(Stored data)
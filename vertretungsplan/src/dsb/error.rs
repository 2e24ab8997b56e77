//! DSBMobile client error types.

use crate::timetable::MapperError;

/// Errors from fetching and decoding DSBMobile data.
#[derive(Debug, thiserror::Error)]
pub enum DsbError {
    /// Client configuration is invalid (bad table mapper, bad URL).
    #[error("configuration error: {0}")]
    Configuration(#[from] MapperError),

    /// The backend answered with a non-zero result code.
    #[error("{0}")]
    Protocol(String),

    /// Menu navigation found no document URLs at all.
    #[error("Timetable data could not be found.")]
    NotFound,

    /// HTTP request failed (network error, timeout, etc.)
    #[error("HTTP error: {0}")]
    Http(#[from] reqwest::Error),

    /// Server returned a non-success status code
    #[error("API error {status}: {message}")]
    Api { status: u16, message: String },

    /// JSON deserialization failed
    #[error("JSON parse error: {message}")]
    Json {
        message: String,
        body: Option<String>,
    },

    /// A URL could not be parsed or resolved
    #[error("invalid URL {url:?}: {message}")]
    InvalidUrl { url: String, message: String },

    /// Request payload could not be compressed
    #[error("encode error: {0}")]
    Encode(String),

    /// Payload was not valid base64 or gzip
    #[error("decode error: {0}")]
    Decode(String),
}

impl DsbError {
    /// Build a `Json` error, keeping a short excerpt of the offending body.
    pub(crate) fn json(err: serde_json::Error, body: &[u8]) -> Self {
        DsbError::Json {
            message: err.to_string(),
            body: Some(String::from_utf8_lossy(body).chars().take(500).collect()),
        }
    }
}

= Task instructions =
Lines containing the string "DSBMobile" above: how many are there? Answer with the number only.

= Solved exercise =
2